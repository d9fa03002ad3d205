//! Output helpers.
//!
//! - per-point residual CSV (`export`)
//! - fit JSON with a fitted profile grid (`fit_file`)

pub mod export;
pub mod fit_file;

pub use export::*;
pub use fit_file::*;
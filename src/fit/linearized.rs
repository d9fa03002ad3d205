//! Hand-fit estimate from a straight line in `ln z`.
//!
//! The law of the wall is a line in `ln z`:
//!
//! ```text
//! u = b ln z + a,   b = u_star / κ,   a = -b ln z_o
//! ```
//!
//! Regressing `u` on `ln z` and inverting gives `u_star = κ b` and
//! `z_o = exp(-a / b)`. Because this is an invertible reparameterization
//! (for `u_star ≠ 0`), it is also the minimizer of the nonlinear problem.

use nalgebra::{DMatrix, DVector};

use crate::domain::{LogLawParams, Observations};
use crate::error::FitError;
use crate::math::solve_least_squares;
use crate::models::KAPPA;

/// Estimate `(u_star, z_o)` by ordinary least squares of `u` on `ln z`.
pub fn linearized_estimate(obs: &Observations) -> Result<LogLawParams, FitError> {
    let n = obs.len();
    let mut x = DMatrix::<f64>::zeros(n, 2);
    for (i, &z) in obs.heights().iter().enumerate() {
        x[(i, 0)] = 1.0;
        x[(i, 1)] = z.ln();
    }
    let y = DVector::from_column_slice(obs.velocities());

    let beta = solve_least_squares(&x, &y)
        .ok_or_else(|| FitError::Singular("u vs ln z regression is ill-conditioned".to_string()))?;
    let (intercept, slope) = (beta[0], beta[1]);
    if slope == 0.0 {
        return Err(FitError::Singular(
            "zero slope in u vs ln z; z_o is undefined".to_string(),
        ));
    }

    let z_o = (-intercept / slope).exp();
    if !(z_o.is_finite() && z_o > 0.0) {
        return Err(FitError::Domain(format!(
            "linearized roughness length z_o={z_o} is out of range"
        )));
    }
    Ok(LogLawParams::new(KAPPA * slope, z_o))
}
//! Top-level application orchestration.
//!
//! `src/main.rs` is intentionally tiny; this module is the "real main" that:
//! - loads `.env` and parses CLI arguments
//! - installs logging
//! - runs the fit pipeline or the synthetic generator
//! - prints reports and writes optional exports

use clap::Parser;
use tracing::info;

use crate::cli::{Command, FitArgs, SimulateArgs, SolverArgs};
use crate::data::{HAND_ESTIMATE, generate_profile};
use crate::domain::{FitConfig, GuessSource, LogLawParams, SeedGrid, SolverConfig};
use crate::error::AppError;

pub mod pipeline;

/// Entry point for the `logfit` binary.
pub fn run() -> Result<(), AppError> {
    // Solver knobs may come from a `.env` file; a missing file is fine.
    dotenvy::dotenv().ok();

    let argv = rewrite_args(std::env::args().collect());
    let cli = crate::cli::Cli::parse_from(argv);
    crate::logging::init_logger(cli.verbose);

    match cli.command {
        Command::Fit(args) => handle_fit(args),
        Command::Simulate(args) => handle_simulate(args),
    }
}

fn handle_fit(args: FitArgs) -> Result<(), AppError> {
    let config = fit_config_from_args(&args);
    let run = pipeline::run_fit(&config)?;

    println!(
        "{}",
        crate::report::format_fit_summary(&run.observations, run.initial_guess, &run.fit)
    );
    println!("{}", crate::report::format_residual_table(&run.residuals));
    if let Some(cmp) = &run.comparison {
        println!("{}", crate::report::format_comparison("hand estimate", cmp));
    }
    if let Some(est) = run.linearized {
        println!(
            "Linearized (u vs ln z) estimate: u*={:.5} z_o={:.5}",
            est.u_star, est.z_o
        );
    }

    // Optional exports.
    if let Some(path) = &config.export_residuals {
        crate::io::write_residuals_csv(path, &run.residuals)?;
        info!(path = %path.display(), "wrote residuals CSV");
    }
    if let Some(path) = &config.export_fit {
        crate::io::write_fit_json(path, &run.observations, &run.fit)?;
        info!(path = %path.display(), "wrote fit JSON");
    }

    Ok(())
}

fn handle_simulate(args: SimulateArgs) -> Result<(), AppError> {
    let truth = LogLawParams::new(args.u_star, args.z_o);
    let obs = generate_profile(truth, &args.z, args.noise, args.seed)?;
    print!("{}", crate::report::format_observations(&obs));

    if args.fit {
        let solver = solver_config_from_args(&args.solver);
        let guess = crate::fit::seed_from_grid(&obs, &SeedGrid::for_observations(&obs))?;
        let fit = crate::fit::fit_with(&obs, guess, &solver)?;
        println!();
        println!("{}", crate::report::format_fit_summary(&obs, guess, &fit));
        let cmp = crate::report::compare_to_reference(&fit, truth);
        println!("{}", crate::report::format_comparison("true parameters", &cmp));
    }

    Ok(())
}

pub fn fit_config_from_args(args: &FitArgs) -> FitConfig {
    let guess = if args.auto_seed {
        GuessSource::Grid
    } else {
        GuessSource::Explicit(LogLawParams::new(args.u_star0, args.z0))
    };

    FitConfig {
        heights: args.z.clone(),
        velocities: args.u.clone(),
        guess,
        solver: solver_config_from_args(&args.solver),
        reference: args.compare_hand.then_some(HAND_ESTIMATE),
        export_residuals: args.export_residuals.clone(),
        export_fit: args.export_fit.clone(),
    }
}

fn solver_config_from_args(args: &SolverArgs) -> SolverConfig {
    SolverConfig {
        max_iter: args.max_iter,
        ftol: args.ftol,
        xtol: args.xtol,
        bounded: !args.unbounded,
        ..SolverConfig::default()
    }
}

/// Rewrite argv so `logfit` defaults to `logfit fit`.
///
/// Rules:
/// - `logfit`                      -> `logfit fit`
/// - `logfit --z0 0.2 ...`         -> `logfit fit --z0 0.2 ...`
/// - `logfit --help/--version/-h`  -> unchanged (show top-level help/version)
fn rewrite_args(mut argv: Vec<String>) -> Vec<String> {
    let Some(arg1) = argv.get(1).cloned() else {
        argv.push("fit".to_string());
        return argv;
    };

    let is_top_level_help_or_version = matches!(
        arg1.as_str(),
        "-h" | "--help" | "-V" | "--version" | "help"
    );
    if is_top_level_help_or_version {
        return argv;
    }

    let is_subcommand = matches!(arg1.as_str(), "fit" | "simulate");
    if is_subcommand {
        return argv;
    }

    // Global flags may precede the subcommand.
    if matches!(arg1.as_str(), "-v" | "--verbose") {
        let has_subcommand = argv
            .iter()
            .skip(2)
            .any(|a| matches!(a.as_str(), "fit" | "simulate"));
        if !has_subcommand {
            argv.insert(2, "fit".to_string());
        }
        return argv;
    }

    // If the first token is a flag, treat it as "fit flags".
    if arg1.starts_with('-') {
        argv.insert(1, "fit".to_string());
        return argv;
    }

    // Otherwise, leave as-is.
    argv
}

#[cfg(test)]
mod tests {
    use super::*;

    fn argv(args: &[&str]) -> Vec<String> {
        args.iter().map(|s| s.to_string()).collect()
    }

    #[test]
    fn bare_invocation_runs_fit() {
        assert_eq!(rewrite_args(argv(&["logfit"])), argv(&["logfit", "fit"]));
    }

    #[test]
    fn leading_flags_are_fit_flags() {
        assert_eq!(
            rewrite_args(argv(&["logfit", "--z0", "0.2"])),
            argv(&["logfit", "fit", "--z0", "0.2"])
        );
        assert_eq!(
            rewrite_args(argv(&["logfit", "-v"])),
            argv(&["logfit", "-v", "fit"])
        );
        assert_eq!(
            rewrite_args(argv(&["logfit", "-v", "simulate", "--u-star", "1", "--z-o", "0.1"])),
            argv(&["logfit", "-v", "simulate", "--u-star", "1", "--z-o", "0.1"])
        );
    }

    #[test]
    fn help_and_subcommands_are_untouched() {
        assert_eq!(rewrite_args(argv(&["logfit", "--help"])), argv(&["logfit", "--help"]));
        assert_eq!(rewrite_args(argv(&["logfit", "simulate"])), argv(&["logfit", "simulate"]));
    }

    #[test]
    fn config_maps_flags() {
        let cli = crate::cli::Cli::parse_from(["logfit", "fit", "--auto-seed", "--compare-hand", "--unbounded"]);
        let Command::Fit(args) = cli.command else {
            panic!("expected fit");
        };
        let config = fit_config_from_args(&args);
        assert_eq!(config.guess, GuessSource::Grid);
        assert_eq!(config.reference, Some(HAND_ESTIMATE));
        assert!(!config.solver.bounded);
    }

    #[test]
    fn negative_simulated_roughness_is_a_domain_error() {
        let cli = crate::cli::Cli::parse_from(["logfit", "simulate", "--u-star", "2", "--z-o", "-0.1"]);
        let Command::Simulate(args) = cli.command else {
            panic!("expected simulate");
        };
        assert_eq!(args.z_o, -0.1);
        let err = handle_simulate(args).unwrap_err();
        assert_eq!(err.exit_code(), 3);
    }
}
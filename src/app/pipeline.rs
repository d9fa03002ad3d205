//! Shared "fit pipeline" logic.
//!
//! Keeping this in one place keeps the CLI focused on presentation:
//! observations -> initial guess -> fit -> residuals -> comparisons

use tracing::{debug, warn};

use crate::domain::{FitConfig, FitResult, GuessSource, LogLawParams, Observations, SeedGrid};
use crate::error::AppError;
use crate::fit::{fit_with, linearized_estimate, seed_from_grid};
use crate::report::{ProfileResidual, ReferenceComparison, compare_to_reference, compute_residuals};

/// All computed outputs of a single `logfit fit` run.
#[derive(Debug, Clone)]
pub struct RunOutput {
    pub observations: Observations,
    pub initial_guess: LogLawParams,
    pub fit: FitResult,
    pub residuals: Vec<ProfileResidual>,
    /// Straight-line estimate in `ln z`, when the regression is defined.
    pub linearized: Option<LogLawParams>,
    pub comparison: Option<ReferenceComparison>,
}

/// Execute the full fitting pipeline and return the computed outputs.
pub fn run_fit(config: &FitConfig) -> Result<RunOutput, AppError> {
    // 1) Validate observations.
    let observations = Observations::new(config.heights.clone(), config.velocities.clone())?;

    // 2) Resolve the initial guess.
    let initial_guess = match config.guess {
        GuessSource::Explicit(guess) => guess,
        GuessSource::Grid => seed_from_grid(&observations, &SeedGrid::for_observations(&observations))?,
    };
    debug!(u_star0 = initial_guess.u_star, z_o0 = initial_guess.z_o, "initial guess");

    // 3) Fit.
    let fit = fit_with(&observations, initial_guess, &config.solver)?;

    // 4) Residuals and comparisons.
    let residuals = compute_residuals(&observations, &fit)?;
    let linearized = match linearized_estimate(&observations) {
        Ok(est) => Some(est),
        Err(e) => {
            warn!("linearized estimate unavailable: {e}");
            None
        }
    };
    let comparison = config.reference.map(|r| compare_to_reference(&fit, r));

    Ok(RunOutput {
        observations,
        initial_guess,
        fit,
        residuals,
        linearized,
        comparison,
    })
}
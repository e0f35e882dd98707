// Central Error Type for the Fixture

use std::path::PathBuf;

use thiserror::Error;

/// Fixture-level error type
///
/// Every variant is fatal at this layer; there is no retry and no degraded
/// mode. The no-op executor is a caller-selected alternative, not a fallback.
#[derive(Error, Debug)]
pub enum FixtureError {
    #[error("'{path}' does not point to an Elasticsearch executable: {source}")]
    ExecutableNotFound {
        path: PathBuf,
        #[source]
        source: std::io::Error,
    },

    #[error("Elasticsearch version is not recognized. It is probably not supported. Output is:\n{output}")]
    UnsupportedVersionFormat { output: String },

    #[error("Elasticsearch {version} is not supported, 6.0.0 or newer is required")]
    UnsupportedVersion { version: semver::Version },

    #[error("Startup failed: {0}")]
    Startup(String),

    #[error("Shutdown failed: {0}")]
    Shutdown(String),
}

/// Result type alias using FixtureError
pub type Result<T> = std::result::Result<T, FixtureError>;

// Note: supervisor errors cross into this enum as strings at the executor
// boundary to keep core free of infrastructure dependencies.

→ Work request: Every line above that holds "Elasticsearch" counts once; state the total and nothing else.

→ Response for this exercise: 3